[Exercise instructions]
Exactly the lines from the one with "pub struct AgentManager" to the end of the data below should be set down, and no others.

━━━━━━

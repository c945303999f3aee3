// SPDX-License-Identifier: BUSL-1.1
// Copyright (c) 2026 Alfred Jean LLC

//! Top-level orchestrator (spec §4, §9): wires the PTY Wrapper, Idle
//! Detector, Injection Engine, Switchboard, Continuity Manager, Registry,
//! and Crash Insights together behind one public API, in place of the
//! teacher's process-wide singleton `AppState`.

use std::collections::HashMap;
use std::path::PathBuf;
use std::sync::atomic::{AtomicU32, Ordering};
use std::sync::Arc;
use std::time::{Duration, SystemTime, UNIX_EPOCH};

use bytes::Bytes;
use parking_lot::{Mutex as SyncMutex, RwLock as SyncRwLock};
use tokio::sync::broadcast;
use tokio_util::sync::CancellationToken;
use tracing::{error, warn};

use crate::agent::crash::{read_rss_kb, CrashInsights, CrashRecord, MemorySampler};
use crate::agent::supervisor::{RestartDecision, RestartPolicy};
use crate::collaborators::{CloudPersistenceSink, ScalingPolicy, WorkspacePolicySource};
use crate::config::Config;
use crate::continuity::ContinuityManager;
use crate::error::{AgentError, ErrorKind};
use crate::events::ManagerEvent;
use crate::idle::IdleDetector;
use crate::parser::Command;
use crate::pty::NativePty;
use crate::registry::{AgentRecord, Registry};
use crate::relay::{Envelope, Switchboard};
use crate::wrapper::{Wrapper, WrapperEvent};

/// Coarse lifecycle status surfaced to callers (spec §9).
#[derive(Debug, Clone, Copy, PartialEq, Eq, serde::Serialize)]
#[serde(rename_all = "lowercase")]
pub enum AgentStatus {
    Starting,
    Running,
    Idle,
    Injecting,
    Restarting,
    Crashed,
    Stopped,
}

/// Request to spawn a new agent (spec §9 `spawn(workspaceId, cwd,
/// {name, provider, task, resumeAgentId?})`).
pub struct SpawnRequest {
    pub name: String,
    pub provider: String,
    pub task: String,
    pub resume_agent_id: Option<String>,
}

/// Public snapshot of one managed agent.
#[derive(Debug, Clone, serde::Serialize)]
pub struct AgentInfo {
    pub agent_id: String,
    pub name: String,
    pub workspace_id: String,
    pub provider: String,
    pub cwd: PathBuf,
    pub status: AgentStatus,
    pub pid: Option<u32>,
    pub spawned_at_ms: u64,
    pub restart_count: u32,
}

#[derive(Clone)]
struct AgentHandle {
    agent_id: String,
    workspace_id: String,
    provider: String,
    cwd: PathBuf,
    wrapper: Wrapper,
    injection_engine: Arc<crate::inject::InjectionEngine>,
    status: Arc<SyncRwLock<AgentStatus>>,
    spawned_at_ms: u64,
    restart_policy: Arc<SyncMutex<RestartPolicy>>,
    restart_count: Arc<AtomicU32>,
    memory: Arc<MemorySampler>,
    shutdown: CancellationToken,
}

struct ManagerInner {
    config: Arc<Config>,
    registry: Arc<Registry>,
    switchboard: Arc<Switchboard>,
    continuity: Arc<ContinuityManager>,
    cloud_sink: Arc<dyn CloudPersistenceSink>,
    workspace_policy: Arc<dyn WorkspacePolicySource>,
    scaling_policy: Arc<dyn ScalingPolicy>,
    crash_insights: SyncMutex<CrashInsights>,
    agents: SyncRwLock<HashMap<String, AgentHandle>>,
    events_tx: broadcast::Sender<ManagerEvent>,
}

/// Orchestrates every agent's PTY Wrapper, Injection Engine, and
/// continuity bookkeeping. Cheap to clone: all state lives behind `Arc`.
#[derive(Clone)]
pub struct AgentManager {
    inner: Arc<ManagerInner>,
}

━━━━━━

[Written response]
pub struct AgentManager {
    inner: Arc<ManagerInner>,
}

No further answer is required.